Extracted material: Begin

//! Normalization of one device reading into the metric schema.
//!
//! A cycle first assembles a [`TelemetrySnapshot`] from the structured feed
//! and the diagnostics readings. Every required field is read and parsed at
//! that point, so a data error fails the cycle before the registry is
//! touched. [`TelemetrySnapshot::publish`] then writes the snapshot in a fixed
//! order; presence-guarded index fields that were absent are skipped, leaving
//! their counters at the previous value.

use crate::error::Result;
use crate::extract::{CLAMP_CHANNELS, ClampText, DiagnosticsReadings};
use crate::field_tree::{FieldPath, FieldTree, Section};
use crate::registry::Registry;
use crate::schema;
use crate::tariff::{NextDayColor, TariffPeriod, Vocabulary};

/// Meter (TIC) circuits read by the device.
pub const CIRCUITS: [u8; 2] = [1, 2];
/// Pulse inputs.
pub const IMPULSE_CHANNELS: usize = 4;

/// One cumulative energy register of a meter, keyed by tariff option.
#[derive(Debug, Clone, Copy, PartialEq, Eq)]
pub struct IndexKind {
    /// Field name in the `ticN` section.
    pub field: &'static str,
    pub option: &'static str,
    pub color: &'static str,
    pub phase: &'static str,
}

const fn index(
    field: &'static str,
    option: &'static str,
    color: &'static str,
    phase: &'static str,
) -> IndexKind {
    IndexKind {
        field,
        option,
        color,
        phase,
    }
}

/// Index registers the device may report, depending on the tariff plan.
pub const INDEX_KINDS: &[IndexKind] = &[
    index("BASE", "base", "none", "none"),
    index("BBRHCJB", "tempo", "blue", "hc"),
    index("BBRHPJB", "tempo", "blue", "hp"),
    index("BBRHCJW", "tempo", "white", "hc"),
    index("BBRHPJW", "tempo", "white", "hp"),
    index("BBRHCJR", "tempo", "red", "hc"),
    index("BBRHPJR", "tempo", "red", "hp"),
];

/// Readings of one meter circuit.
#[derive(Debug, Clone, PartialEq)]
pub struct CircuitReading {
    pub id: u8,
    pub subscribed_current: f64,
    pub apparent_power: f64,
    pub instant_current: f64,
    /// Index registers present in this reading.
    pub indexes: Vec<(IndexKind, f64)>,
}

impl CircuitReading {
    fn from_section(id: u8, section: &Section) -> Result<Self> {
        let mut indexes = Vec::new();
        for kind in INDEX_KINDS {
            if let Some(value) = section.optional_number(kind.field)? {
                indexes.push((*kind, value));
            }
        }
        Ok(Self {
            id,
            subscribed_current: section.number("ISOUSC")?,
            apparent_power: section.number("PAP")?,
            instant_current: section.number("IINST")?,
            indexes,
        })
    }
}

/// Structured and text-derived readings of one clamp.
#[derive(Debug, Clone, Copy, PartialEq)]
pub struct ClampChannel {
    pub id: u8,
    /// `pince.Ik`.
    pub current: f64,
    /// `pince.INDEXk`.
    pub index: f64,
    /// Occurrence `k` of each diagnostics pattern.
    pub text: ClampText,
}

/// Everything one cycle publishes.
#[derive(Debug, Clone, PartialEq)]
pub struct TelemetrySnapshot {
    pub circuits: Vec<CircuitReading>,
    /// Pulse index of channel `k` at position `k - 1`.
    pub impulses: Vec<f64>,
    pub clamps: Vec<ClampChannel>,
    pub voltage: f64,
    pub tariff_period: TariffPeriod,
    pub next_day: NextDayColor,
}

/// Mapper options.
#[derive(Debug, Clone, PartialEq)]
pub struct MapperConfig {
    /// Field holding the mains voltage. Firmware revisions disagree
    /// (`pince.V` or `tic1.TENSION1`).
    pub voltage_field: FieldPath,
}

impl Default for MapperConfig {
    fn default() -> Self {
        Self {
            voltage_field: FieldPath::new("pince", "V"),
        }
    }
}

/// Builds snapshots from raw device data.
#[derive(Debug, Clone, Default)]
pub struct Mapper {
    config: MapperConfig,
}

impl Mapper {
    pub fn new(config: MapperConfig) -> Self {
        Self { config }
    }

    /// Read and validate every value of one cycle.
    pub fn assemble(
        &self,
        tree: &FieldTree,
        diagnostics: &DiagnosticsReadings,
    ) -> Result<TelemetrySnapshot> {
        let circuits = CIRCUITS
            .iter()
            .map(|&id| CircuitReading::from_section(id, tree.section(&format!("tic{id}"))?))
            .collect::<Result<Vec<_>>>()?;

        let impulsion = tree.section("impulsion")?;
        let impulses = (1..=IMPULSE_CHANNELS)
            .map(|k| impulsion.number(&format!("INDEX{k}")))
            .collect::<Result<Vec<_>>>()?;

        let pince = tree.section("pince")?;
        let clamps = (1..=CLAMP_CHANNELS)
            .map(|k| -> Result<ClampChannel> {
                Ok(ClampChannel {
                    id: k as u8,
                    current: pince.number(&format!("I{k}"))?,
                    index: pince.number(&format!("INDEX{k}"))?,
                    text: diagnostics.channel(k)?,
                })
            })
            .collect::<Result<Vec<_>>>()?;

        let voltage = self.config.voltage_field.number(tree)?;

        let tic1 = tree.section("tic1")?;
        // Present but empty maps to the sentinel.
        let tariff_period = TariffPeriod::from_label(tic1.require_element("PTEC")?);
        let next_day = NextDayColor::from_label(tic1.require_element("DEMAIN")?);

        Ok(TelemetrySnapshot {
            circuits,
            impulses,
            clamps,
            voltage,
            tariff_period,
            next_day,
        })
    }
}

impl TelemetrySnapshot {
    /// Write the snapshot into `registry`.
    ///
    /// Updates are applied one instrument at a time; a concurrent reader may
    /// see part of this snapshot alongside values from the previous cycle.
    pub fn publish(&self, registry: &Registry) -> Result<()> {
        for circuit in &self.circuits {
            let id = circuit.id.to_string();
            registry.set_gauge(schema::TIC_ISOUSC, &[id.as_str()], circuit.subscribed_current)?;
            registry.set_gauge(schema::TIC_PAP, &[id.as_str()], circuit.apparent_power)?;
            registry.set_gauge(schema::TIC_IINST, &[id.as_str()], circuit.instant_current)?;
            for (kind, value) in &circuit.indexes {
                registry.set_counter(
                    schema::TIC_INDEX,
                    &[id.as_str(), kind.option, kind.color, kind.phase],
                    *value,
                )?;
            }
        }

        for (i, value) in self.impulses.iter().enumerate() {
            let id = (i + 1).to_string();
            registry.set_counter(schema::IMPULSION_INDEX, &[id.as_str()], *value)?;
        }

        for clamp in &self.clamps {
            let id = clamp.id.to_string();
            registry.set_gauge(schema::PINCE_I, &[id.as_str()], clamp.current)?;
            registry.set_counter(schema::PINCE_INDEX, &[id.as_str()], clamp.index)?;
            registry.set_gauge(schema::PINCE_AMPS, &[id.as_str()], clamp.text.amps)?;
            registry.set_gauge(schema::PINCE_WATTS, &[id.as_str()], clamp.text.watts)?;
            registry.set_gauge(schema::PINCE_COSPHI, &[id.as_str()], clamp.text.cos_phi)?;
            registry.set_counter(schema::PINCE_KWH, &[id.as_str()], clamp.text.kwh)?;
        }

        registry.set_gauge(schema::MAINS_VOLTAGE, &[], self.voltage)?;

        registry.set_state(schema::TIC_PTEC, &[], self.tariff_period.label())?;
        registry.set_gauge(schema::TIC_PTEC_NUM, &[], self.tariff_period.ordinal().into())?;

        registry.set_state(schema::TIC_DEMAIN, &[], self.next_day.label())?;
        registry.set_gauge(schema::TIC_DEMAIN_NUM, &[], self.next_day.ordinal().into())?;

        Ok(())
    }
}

Extracted material: End

▸ Your goal: Please output the records once more, exactly as they were written.

▸ Response box:
//! Normalization of one device reading into the metric schema.
//!
//! A cycle first assembles a [`TelemetrySnapshot`] from the structured feed
//! and the diagnostics readings. Every required field is read and parsed at
//! that point, so a data error fails the cycle before the registry is
//! touched. [`TelemetrySnapshot::publish`] then writes the snapshot in a fixed
//! order; presence-guarded index fields that were absent are skipped, leaving
//! their counters at the previous value.

use crate::error::Result;
use crate::extract::{CLAMP_CHANNELS, ClampText, DiagnosticsReadings};
use crate::field_tree::{FieldPath, FieldTree, Section};
use crate::registry::Registry;
use crate::schema;
use crate::tariff::{NextDayColor, TariffPeriod, Vocabulary};

/// Meter (TIC) circuits read by the device.
pub const CIRCUITS: [u8; 2] = [1, 2];
/// Pulse inputs.
pub const IMPULSE_CHANNELS: usize = 4;

/// One cumulative energy register of a meter, keyed by tariff option.
#[derive(Debug, Clone, Copy, PartialEq, Eq)]
pub struct IndexKind {
    /// Field name in the `ticN` section.
    pub field: &'static str,
    pub option: &'static str,
    pub color: &'static str,
    pub phase: &'static str,
}

const fn index(
    field: &'static str,
    option: &'static str,
    color: &'static str,
    phase: &'static str,
) -> IndexKind {
    IndexKind {
        field,
        option,
        color,
        phase,
    }
}

/// Index registers the device may report, depending on the tariff plan.
pub const INDEX_KINDS: &[IndexKind] = &[
    index("BASE", "base", "none", "none"),
    index("BBRHCJB", "tempo", "blue", "hc"),
    index("BBRHPJB", "tempo", "blue", "hp"),
    index("BBRHCJW", "tempo", "white", "hc"),
    index("BBRHPJW", "tempo", "white", "hp"),
    index("BBRHCJR", "tempo", "red", "hc"),
    index("BBRHPJR", "tempo", "red", "hp"),
];

/// Readings of one meter circuit.
#[derive(Debug, Clone, PartialEq)]
pub struct CircuitReading {
    pub id: u8,
    pub subscribed_current: f64,
    pub apparent_power: f64,
    pub instant_current: f64,
    /// Index registers present in this reading.
    pub indexes: Vec<(IndexKind, f64)>,
}

impl CircuitReading {
    fn from_section(id: u8, section: &Section) -> Result<Self> {
        let mut indexes = Vec::new();
        for kind in INDEX_KINDS {
            if let Some(value) = section.optional_number(kind.field)? {
                indexes.push((*kind, value));
            }
        }
        Ok(Self {
            id,
            subscribed_current: section.number("ISOUSC")?,
            apparent_power: section.number("PAP")?,
            instant_current: section.number("IINST")?,
            indexes,
        })
    }
}

/// Structured and text-derived readings of one clamp.
#[derive(Debug, Clone, Copy, PartialEq)]
pub struct ClampChannel {
    pub id: u8,
    /// `pince.Ik`.
    pub current: f64,
    /// `pince.INDEXk`.
    pub index: f64,
    /// Occurrence `k` of each diagnostics pattern.
    pub text: ClampText,
}

/// Everything one cycle publishes.
#[derive(Debug, Clone, PartialEq)]
pub struct TelemetrySnapshot {
    pub circuits: Vec<CircuitReading>,
    /// Pulse index of channel `k` at position `k - 1`.
    pub impulses: Vec<f64>,
    pub clamps: Vec<ClampChannel>,
    pub voltage: f64,
    pub tariff_period: TariffPeriod,
    pub next_day: NextDayColor,
}

/// Mapper options.
#[derive(Debug, Clone, PartialEq)]
pub struct MapperConfig {
    /// Field holding the mains voltage. Firmware revisions disagree
    /// (`pince.V` or `tic1.TENSION1`).
    pub voltage_field: FieldPath,
}

impl Default for MapperConfig {
    fn default() -> Self {
        Self {
            voltage_field: FieldPath::new("pince", "V"),
        }
    }
}

/// Builds snapshots from raw device data.
#[derive(Debug, Clone, Default)]
pub struct Mapper {
    config: MapperConfig,
}

impl Mapper {
    pub fn new(config: MapperConfig) -> Self {
        Self { config }
    }

    /// Read and validate every value of one cycle.
    pub fn assemble(
        &self,
        tree: &FieldTree,
        diagnostics: &DiagnosticsReadings,
    ) -> Result<TelemetrySnapshot> {
        let circuits = CIRCUITS
            .iter()
            .map(|&id| CircuitReading::from_section(id, tree.section(&format!("tic{id}"))?))
            .collect::<Result<Vec<_>>>()?;

        let impulsion = tree.section("impulsion")?;
        let impulses = (1..=IMPULSE_CHANNELS)
            .map(|k| impulsion.number(&format!("INDEX{k}")))
            .collect::<Result<Vec<_>>>()?;

        let pince = tree.section("pince")?;
        let clamps = (1..=CLAMP_CHANNELS)
            .map(|k| -> Result<ClampChannel> {
                Ok(ClampChannel {
                    id: k as u8,
                    current: pince.number(&format!("I{k}"))?,
                    index: pince.number(&format!("INDEX{k}"))?,
                    text: diagnostics.channel(k)?,
                })
            })
            .collect::<Result<Vec<_>>>()?;

        let voltage = self.config.voltage_field.number(tree)?;

        let tic1 = tree.section("tic1")?;
        // Present but empty maps to the sentinel.
        let tariff_period = TariffPeriod::from_label(tic1.require_element("PTEC")?);
        let next_day = NextDayColor::from_label(tic1.require_element("DEMAIN")?);

        Ok(TelemetrySnapshot {
            circuits,
            impulses,
            clamps,
            voltage,
            tariff_period,
            next_day,
        })
    }
}

impl TelemetrySnapshot {
    /// Write the snapshot into `registry`.
    ///
    /// Updates are applied one instrument at a time; a concurrent reader may
    /// see part of this snapshot alongside values from the previous cycle.
    pub fn publish(&self, registry: &Registry) -> Result<()> {
        for circuit in &self.circuits {
            let id = circuit.id.to_string();
            registry.set_gauge(schema::TIC_ISOUSC, &[id.as_str()], circuit.subscribed_current)?;
            registry.set_gauge(schema::TIC_PAP, &[id.as_str()], circuit.apparent_power)?;
            registry.set_gauge(schema::TIC_IINST, &[id.as_str()], circuit.instant_current)?;
            for (kind, value) in &circuit.indexes {
                registry.set_counter(
                    schema::TIC_INDEX,
                    &[id.as_str(), kind.option, kind.color, kind.phase],
                    *value,
                )?;
            }
        }

        for (i, value) in self.impulses.iter().enumerate() {
            let id = (i + 1).to_string();
            registry.set_counter(schema::IMPULSION_INDEX, &[id.as_str()], *value)?;
        }

        for clamp in &self.clamps {
            let id = clamp.id.to_string();
            registry.set_gauge(schema::PINCE_I, &[id.as_str()], clamp.current)?;
            registry.set_counter(schema::PINCE_INDEX, &[id.as_str()], clamp.index)?;
            registry.set_gauge(schema::PINCE_AMPS, &[id.as_str()], clamp.text.amps)?;
            registry.set_gauge(schema::PINCE_WATTS, &[id.as_str()], clamp.text.watts)?;
            registry.set_gauge(schema::PINCE_COSPHI, &[id.as_str()], clamp.text.cos_phi)?;
            registry.set_counter(schema::PINCE_KWH, &[id.as_str()], clamp.text.kwh)?;
        }

        registry.set_gauge(schema::MAINS_VOLTAGE, &[], self.voltage)?;

        registry.set_state(schema::TIC_PTEC, &[], self.tariff_period.label())?;
        registry.set_gauge(schema::TIC_PTEC_NUM, &[], self.tariff_period.ordinal().into())?;

        registry.set_state(schema::TIC_DEMAIN, &[], self.next_day.label())?;
        registry.set_gauge(schema::TIC_DEMAIN_NUM, &[], self.next_day.ordinal().into())?;

        Ok(())
    }
}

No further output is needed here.